Top of Exercise data

//! # Failure Modes
//!
//! Deadlines, broker outages, redelivery and hostile traffic on the reply
//! topic. Timing-sensitive cases run on paused time.

#[cfg(test)]
mod tests {
    use super::super::harness::{key, merchant, spawn_scripted_responder, Harness, Script};
    use api_gateway::BridgeError;
    use bytes::Bytes;
    use shared_bus::EventPublisher;
    use std::collections::HashMap;
    use std::sync::atomic::Ordering;
    use std::sync::Arc;
    use std::time::Duration;
    use tokio::time::{timeout, Instant};

    fn script(entries: &[(&str, Script)]) -> HashMap<String, Script> {
        entries
            .iter()
            .map(|(k, s)| ((*k).to_string(), *s))
            .collect()
    }

    // =========================================================================
    // DEADLINES
    // =========================================================================

    #[tokio::test(start_paused = true)]
    async fn test_silent_responder_times_out_at_deadline() {
        let harness = Harness::without_responder(Duration::from_secs(2));
        let client = harness.gateway.client();

        let started = Instant::now();
        let result = client.validate(&key("deadkey")).await;
        let elapsed = started.elapsed();

        assert!(matches!(result, Err(BridgeError::TimedOut { .. })));
        assert!(elapsed >= Duration::from_secs(2));
        assert!(elapsed < Duration::from_millis(2100));
        assert!(harness.gateway.registry().is_empty());

        harness.shutdown().await;
    }

    #[tokio::test(start_paused = true)]
    async fn test_timeout_resolves_to_deny_and_is_not_cached() {
        let harness = Harness::without_responder(Duration::from_secs(2));

        assert_eq!(harness.resolver.resolve_api_key("deadkey").await, None);
        assert!(harness.cache.is_empty());
        assert!(harness.gateway.registry().is_empty());

        harness.shutdown().await;
    }

    #[tokio::test(start_paused = true)]
    async fn test_abandoned_caller_releases_pending_entry() {
        let harness = Harness::without_responder(Duration::from_secs(2));

        let outer = timeout(
            Duration::from_millis(100),
            harness.resolver.resolve_api_key("deadkey"),
        )
        .await;

        assert!(outer.is_err());
        assert!(harness.gateway.registry().is_empty());
        assert_eq!(
            harness
                .gateway
                .registry()
                .stats()
                .cancelled
                .load(Ordering::Relaxed),
            1
        );

        harness.shutdown().await;
    }

    #[tokio::test(start_paused = true)]
    async fn test_late_reply_dropped_without_disturbing_other_calls() {
        let harness = Harness::without_responder(Duration::from_secs(1));
        let _responder = spawn_scripted_responder(
            harness.bus.clone(),
            script(&[
                ("slow", Script::found(5).after(Duration::from_millis(1500))),
                ("steady", Script::found(6).after(Duration::from_millis(1600))),
            ]),
        );
        let client = harness.gateway.client();

        let steady = {
            let client = Arc::clone(&client);
            tokio::spawn(async move {
                client
                    .validate_with_timeout(&key("steady"), Some(Duration::from_secs(5)))
                    .await
            })
        };

        let slow = client.validate(&key("slow")).await;
        assert!(matches!(slow, Err(BridgeError::TimedOut { .. })));

        // The slow reply lands at 1.5s, after its caller gave up
        let steady = steady.await.unwrap();
        assert_eq!(steady.unwrap(), Some(merchant(6)));

        let registry = harness.gateway.registry();
        let stats = registry.stats();
        assert_eq!(stats.unmatched.load(Ordering::Relaxed), 1);
        assert_eq!(stats.settled.load(Ordering::Relaxed), 1);
        assert!(harness.gateway.registry().is_empty());

        harness.shutdown().await;
    }

    #[tokio::test(start_paused = true)]
    async fn test_caller_deadline_longer_than_default_is_honoured() {
        let harness = Harness::without_responder(Duration::from_millis(100));
        let _responder = spawn_scripted_responder(
            harness.bus.clone(),
            script(&[("patient", Script::found(9).after(Duration::from_millis(1500)))]),
        );

        let started = Instant::now();
        let result = harness
            .gateway
            .client()
            .validate_with_timeout(&key("patient"), Some(Duration::from_secs(2)))
            .await;

        assert_eq!(result.unwrap(), Some(merchant(9)));
        assert!(started.elapsed() >= Duration::from_millis(1500));
        let registry = harness.gateway.registry();
        assert_eq!(registry.stats().expired.load(Ordering::Relaxed), 0);
        assert!(registry.is_empty());

        harness.shutdown().await;
    }

    #[tokio::test(start_paused = true)]
    async fn test_fast_call_not_blocked_by_slow_ones() {
        let harness = Harness::without_responder(Duration::from_secs(3));

        let mut entries = vec![("fast".to_string(), Script::found(1))];
        for i in 0..99 {
            entries.push((
                format!("slow-{i}"),
                Script::found(i + 2).after(Duration::from_secs(1)),
            ));
        }
        let _responder =
            spawn_scripted_responder(harness.bus.clone(), entries.into_iter().collect());

        let client = harness.gateway.client();
        let started = Instant::now();
        let mut slow = Vec::new();
        for i in 0..99 {
            let client = Arc::clone(&client);
            slow.push(tokio::spawn(async move {
                let result = client.validate(&key(&format!("slow-{i}"))).await;
                (i, result, started.elapsed())
            }));
        }

        let fast = client.validate(&key("fast")).await;
        assert_eq!(fast.unwrap(), Some(merchant(1)));
        assert!(started.elapsed() < Duration::from_millis(100));

        for handle in slow {
            let (i, result, elapsed) = handle.await.unwrap();
            assert_eq!(result.unwrap(), Some(merchant(i + 2)));
            assert!(elapsed >= Duration::from_secs(1));
        }
        assert!(harness.gateway.registry().is_empty());

        harness.shutdown().await;
    }

    // =========================================================================
    // BROKER AND RESPONDER OUTAGES
    // =========================================================================

    #[tokio::test]
    async fn test_closed_bus_fails_fast() {
        let harness = Harness::without_responder(Duration::from_secs(2));
        harness.bus.close();

        let started = Instant::now();
        let result = harness.gateway.client().validate(&key("abc123")).await;
        assert!(matches!(result, Err(BridgeError::Publish(_))));
        assert!(started.elapsed() < Duration::from_millis(500));

        assert_eq!(harness.resolver.resolve_api_key("abc123").await, None);
        assert!(harness.cache.is_empty());

        let registry = harness.gateway.registry();
        assert!(registry.is_empty());
        assert_eq!(registry.stats().publish_failed.load(Ordering::Relaxed), 2);

        harness.shutdown().await;
    }

    #[tokio::test]
    async fn test_responder_outage_recovers_without_stale_denial() {
        let mut harness = Harness::start(&[("abc123", 42)], Duration::from_millis(200));

        harness.stop_responder().await;
        assert_eq!(harness.resolver.resolve_api_key("abc123").await, None);
        assert!(harness.cache.is_empty());

        harness.start_responder();
        assert_eq!(
            harness.resolver.resolve_api_key("abc123").await,
            Some(merchant(42))
        );

        harness.shutdown().await;
    }

    // =========================================================================
    // REDELIVERY AND HOSTILE TRAFFIC
    // =========================================================================

    #[tokio::test]
    async fn test_redelivered_reply_settles_once() {
        let harness = Harness::without_responder(Duration::from_secs(2));
        let _responder = spawn_scripted_responder(
            harness.bus.clone(),
            script(&[("abc123", Script::found(42).copies(3))]),
        );

        let result = harness.gateway.client().validate(&key("abc123")).await;
        assert_eq!(result.unwrap(), Some(merchant(42)));

        let registry = harness.gateway.registry();
        timeout(Duration::from_secs(1), async {
            while registry.stats().unmatched.load(Ordering::Relaxed) < 2 {
                tokio::time::sleep(Duration::from_millis(5)).await;
            }
        })
        .await
        .expect("both extra copies observed");

        assert_eq!(registry.stats().settled.load(Ordering::Relaxed), 1);
        assert!(registry.is_empty());

        harness.shutdown().await;
    }

    #[tokio::test]
    async fn test_garbage_on_reply_topic_does_not_stop_listener() {
        let harness = Harness::without_responder(Duration::from_secs(2));
        let reply_topic = harness.gateway.config().reply_topic();

        let payloads: [&'static [u8]; 3] = [
            b"not json",
            br#"{"correlation_id":"nope","valid":true,"merchant_id":1}"#,
            br#"{"valid":true}"#,
        ];
        for payload in payloads {
            harness
                .bus
                .publish(&reply_topic, Bytes::from_static(payload))
                .await
                .unwrap();
        }

        let _responder = spawn_scripted_responder(
            harness.bus.clone(),
            script(&[("abc123", Script::found(42))]),
        );
        assert_eq!(
            harness.resolver.resolve_api_key("abc123").await,
            Some(merchant(42))
        );

        harness.shutdown().await;
    }

    #[tokio::test]
    async fn test_not_found_reply_is_confirmed_denial() {
        let harness = Harness::without_responder(Duration::from_secs(2));
        let _responder = spawn_scripted_responder(
            harness.bus.clone(),
            script(&[("revoked", Script::not_found())]),
        );

        let result = harness.gateway.client().validate(&key("revoked")).await;
        assert!(matches!(result, Ok(None)));

        harness.shutdown().await;
    }
}
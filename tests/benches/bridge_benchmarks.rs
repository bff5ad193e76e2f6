//! # Keybridge Benchmarks
//!
//! | Path | Target |
//! |------|--------|
//! | Pending registry register + settle | < 5µs |
//! | Resolver cache hit | < 10µs |
//! | Bridge round trip over the in-memory bus | < 1ms |

use api_gateway::{
    ApiKeyResolver, BridgeConfig, CacheStore, CorrelationId, GatewayService, InMemoryCacheStore,
    PendingCallRegistry,
};
use criterion::{black_box, criterion_group, criterion_main, BenchmarkId, Criterion, Throughput};
use merchant_registry::{InMemoryMerchantDirectory, LookupResponder};
use shared_bus::InMemoryEventBus;
use shared_types::{ApiKey, LookupReply, MerchantId, LOOKUP_REQUEST_TOPIC};
use std::sync::Arc;
use std::time::Duration;
use tokio::runtime::Runtime;
use tokio::sync::watch;

fn bench_pending_registry(c: &mut Criterion) {
    let mut group = c.benchmark_group("pending-registry");
    let registry = PendingCallRegistry::new();
    let merchant = MerchantId::new(42).unwrap();

    group.bench_function("register_settle", |b| {
        b.iter(|| {
            let id = CorrelationId::new();
            let mut rx = registry.register(id, Duration::from_secs(1)).unwrap();
            registry.settle(&id, LookupReply::found(id.to_string(), merchant));
            black_box(rx.try_recv().is_ok())
        })
    });

    group.bench_function("register_cancel", |b| {
        b.iter(|| {
            let id = CorrelationId::new();
            let _rx = registry.register(id, Duration::from_secs(1)).unwrap();
            black_box(registry.cancel(&id))
        })
    });

    group.finish();
}

fn bench_resolver_cache_hit(c: &mut Criterion) {
    let rt = Runtime::new().unwrap();
    let mut group = c.benchmark_group("resolver");

    let bus = Arc::new(InMemoryEventBus::new());
    let cache = Arc::new(InMemoryCacheStore::new());
    let gateway = rt
        .block_on(async {
            GatewayService::start(BridgeConfig::default(), Arc::clone(&bus), cache.clone())
        })
        .unwrap();
    let resolver = ApiKeyResolver::new(cache.clone(), gateway.client());

    rt.block_on(async {
        cache
            .set("merchant_api_key:abc123", "42".to_string(), Duration::from_secs(3600))
            .await
            .unwrap();
    });

    group.bench_function("cache_hit", |b| {
        b.to_async(&rt)
            .iter(|| async { black_box(resolver.resolve_api_key("abc123").await) })
    });

    group.finish();
    rt.block_on(gateway.shutdown());
}

fn bench_bridge_round_trip(c: &mut Criterion) {
    let rt = Runtime::new().unwrap();
    let mut group = c.benchmark_group("bridge");
    group.measurement_time(Duration::from_secs(10));

    let bus = Arc::new(InMemoryEventBus::new());
    let keys: Vec<ApiKey> = (1..=100)
        .map(|i| ApiKey::parse(&format!("sk_bench_{i}")).unwrap())
        .collect();
    let directory = Arc::new(InMemoryMerchantDirectory::seeded(
        keys.iter()
            .enumerate()
            .map(|(i, k)| (k.clone(), MerchantId::new(i as i64 + 1).unwrap())),
    ));

    let (shutdown_tx, shutdown_rx) = watch::channel(false);
    let gateway = rt
        .block_on(async {
            tokio::spawn(
                LookupResponder::new(directory, Arc::clone(&bus), LOOKUP_REQUEST_TOPIC)
                    .run(shutdown_rx),
            );
            GatewayService::start(
                BridgeConfig::default(),
                Arc::clone(&bus),
                Arc::new(InMemoryCacheStore::new()),
            )
        })
        .unwrap();
    let client = gateway.client();

    group.bench_function("validate_single", |b| {
        b.to_async(&rt)
            .iter(|| async { black_box(client.validate(&keys[0]).await.is_ok()) })
    });

    for size in [10usize, 50, 100] {
        group.throughput(Throughput::Elements(size as u64));
        group.bench_with_input(
            BenchmarkId::new("validate_concurrent", size),
            &size,
            |b, &size| {
                b.to_async(&rt).iter(|| async {
                    let handles: Vec<_> = keys[..size]
                        .iter()
                        .cloned()
                        .map(|key| {
                            let client = Arc::clone(&client);
                            tokio::spawn(async move { client.validate(&key).await.is_ok() })
                        })
                        .collect();
                    let mut ok = 0u32;
                    for handle in handles {
                        if handle.await.unwrap_or(false) {
                            ok += 1;
                        }
                    }
                    black_box(ok)
                })
            },
        );
    }

    group.finish();
    let _ = shutdown_tx.send(true);
    rt.block_on(gateway.shutdown());
}

criterion_group!(
    benches,
    bench_pending_registry,
    bench_resolver_cache_hit,
    bench_bridge_round_trip
);
criterion_main!(benches);
//! Ports (trait seams) used by the responder.

pub mod outbound;
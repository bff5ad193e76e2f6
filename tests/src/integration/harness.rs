//! Test fixtures: a bus with a gateway instance, the real responder, and a
//! scripted responder for timing-sensitive scenarios.

use api_gateway::{
    ApiKeyResolver, ApiKeyValidator, BridgeConfig, BridgeError, GatewayService,
    InMemoryCacheStore,
};
use async_trait::async_trait;
use bytes::Bytes;
use merchant_registry::{InMemoryMerchantDirectory, LookupResponder};
use shared_bus::{EventFilter, EventPublisher, InMemoryEventBus};
use shared_types::{ApiKey, LookupReply, LookupRequest, MerchantId, LOOKUP_REQUEST_TOPIC};
use std::collections::HashMap;
use std::sync::atomic::{AtomicUsize, Ordering};
use std::sync::Arc;
use std::time::Duration;
use tokio::sync::watch;
use tokio::task::JoinHandle;

pub fn key(raw: &str) -> ApiKey {
    ApiKey::parse(raw).expect("test key")
}

pub fn merchant(raw: i64) -> MerchantId {
    MerchantId::new(raw).expect("test merchant id")
}

/// Bridge config for a named instance with the given deadline.
pub fn bridge_config(instance_id: &str, timeout: Duration) -> BridgeConfig {
    let timeout_ms = timeout.as_millis() as u64;
    BridgeConfig {
        instance_id: instance_id.to_string(),
        default_timeout_ms: timeout_ms,
        sweep_grace_ms: timeout_ms,
        ..Default::default()
    }
}

/// Validator decorator counting calls that reach the bridge.
pub struct CountingValidator {
    inner: Arc<dyn ApiKeyValidator>,
    calls: AtomicUsize,
}

impl CountingValidator {
    pub fn new(inner: Arc<dyn ApiKeyValidator>) -> Self {
        Self {
            inner,
            calls: AtomicUsize::new(0),
        }
    }

    pub fn calls(&self) -> usize {
        self.calls.load(Ordering::SeqCst)
    }
}

#[async_trait]
impl ApiKeyValidator for CountingValidator {
    async fn validate(&self, api_key: &ApiKey) -> Result<Option<MerchantId>, BridgeError> {
        self.calls.fetch_add(1, Ordering::SeqCst);
        self.inner.validate(api_key).await
    }
}

/// One gateway instance, the merchant registry responder and a shared bus.
pub struct Harness {
    pub bus: Arc<InMemoryEventBus>,
    pub directory: Arc<InMemoryMerchantDirectory>,
    pub gateway: GatewayService,
    pub cache: Arc<InMemoryCacheStore>,
    pub validator: Arc<CountingValidator>,
    pub resolver: ApiKeyResolver,
    responder: Option<(watch::Sender<bool>, JoinHandle<()>)>,
}

impl Harness {
    /// Harness with the real responder serving `seed`.
    pub fn start(seed: &[(&str, i64)], timeout: Duration) -> Self {
        let mut harness = Self::without_responder(timeout);
        for (raw, id) in seed {
            harness.directory.insert(
                &key(raw),
                shared_types::MerchantRecord::active(merchant(*id), format!("merchant-{id}")),
            );
        }
        harness.start_responder();
        harness
    }

    /// Harness where nothing answers lookup requests.
    pub fn without_responder(timeout: Duration) -> Self {
        let bus = Arc::new(InMemoryEventBus::new());
        let cache = Arc::new(InMemoryCacheStore::new());
        let gateway = GatewayService::start(
            bridge_config("gw-test", timeout),
            Arc::clone(&bus),
            cache.clone(),
        )
        .expect("valid bridge config");

        let validator = Arc::new(CountingValidator::new(gateway.client()));
        let resolver = ApiKeyResolver::new(cache.clone(), validator.clone());

        Self {
            bus,
            directory: Arc::new(InMemoryMerchantDirectory::new()),
            gateway,
            cache,
            validator,
            resolver,
            responder: None,
        }
    }

    /// Start (or restart) the real responder.
    pub fn start_responder(&mut self) {
        if self.responder.is_some() {
            return;
        }
        let (tx, rx) = watch::channel(false);
        let responder = LookupResponder::new(
            self.directory.clone(),
            Arc::clone(&self.bus),
            LOOKUP_REQUEST_TOPIC,
        );
        self.responder = Some((tx, tokio::spawn(responder.run(rx))));
    }

    /// Stop the responder and wait for it to release its subscription.
    pub async fn stop_responder(&mut self) {
        if let Some((tx, handle)) = self.responder.take() {
            let _ = tx.send(true);
            let _ = handle.await;
        }
    }

    pub async fn shutdown(mut self) {
        self.stop_responder().await;
        self.gateway.shutdown().await;
    }
}

/// How the scripted responder answers one key.
#[derive(Debug, Clone, Copy)]
pub struct Script {
    pub merchant: Option<i64>,
    pub delay: Duration,
    /// Times the reply is published (redelivery).
    pub copies: usize,
}

impl Script {
    pub fn found(merchant: i64) -> Self {
        Self {
            merchant: Some(merchant),
            delay: Duration::ZERO,
            copies: 1,
        }
    }

    pub fn not_found() -> Self {
        Self {
            merchant: None,
            delay: Duration::ZERO,
            copies: 1,
        }
    }

    pub fn after(mut self, delay: Duration) -> Self {
        self.delay = delay;
        self
    }

    pub fn copies(mut self, copies: usize) -> Self {
        self.copies = copies;
        self
    }
}

/// Responder that answers each request on its own task, following `script`.
/// Keys without a script are never answered.
pub fn spawn_scripted_responder(
    bus: Arc<InMemoryEventBus>,
    script: HashMap<String, Script>,
) -> JoinHandle<()> {
    let mut requests = bus.subscribe(EventFilter::topic(LOOKUP_REQUEST_TOPIC));
    let script = Arc::new(script);

    tokio::spawn(async move {
        while let Some(message) = requests.recv().await {
            let Ok(request) = LookupRequest::from_slice(&message.payload) else {
                continue;
            };
            let Some(entry) = script.get(&request.api_key).copied() else {
                continue;
            };

            let bus = Arc::clone(&bus);
            tokio::spawn(async move {
                if !entry.delay.is_zero() {
                    tokio::time::sleep(entry.delay).await;
                }
                let reply = match entry.merchant.and_then(MerchantId::new) {
                    Some(id) => LookupReply::found(request.correlation_id.as_str(), id),
                    None => LookupReply::not_found(request.correlation_id.as_str()),
                };
                let payload = Bytes::from(reply.to_bytes().expect("encode reply"));
                for _ in 0..entry.copies {
                    let _ = bus.publish(&request.reply_to, payload.clone()).await;
                }
            });
        }
    })
}
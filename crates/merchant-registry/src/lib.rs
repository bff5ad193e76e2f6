//! # Merchant Registry - Lookup Responder
//!
//! The owning side of the API-key bridge. Consumes lookup requests from the
//! shared request topic, resolves them against the authoritative merchant
//! directory and answers on the requester's private reply topic.
//!
//! ```text
//! merchant.api_key.lookup ──→ LookupResponder ──→ MerchantDirectory
//!                                   │
//!                                   └──→ merchant.api_key.reply.<instance>
//! ```
//!
//! Every well-formed request gets exactly one reply; a directory failure is
//! answered as "not found" rather than left silent.

#![warn(clippy::all)]
#![deny(unsafe_code)]
#![cfg_attr(test, allow(clippy::unwrap_used))]

pub mod adapters;
pub mod ports;
pub mod responder;

pub use adapters::memory::InMemoryMerchantDirectory;
pub use ports::outbound::{DirectoryError, MerchantDirectory};
pub use responder::{LookupResponder, ResponderOutcome};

Bottom of Exercise data

» Instructions to follow
Count the lines in the data that contain the string "outer", and give nothing but that number.

» Answer to the exercise
2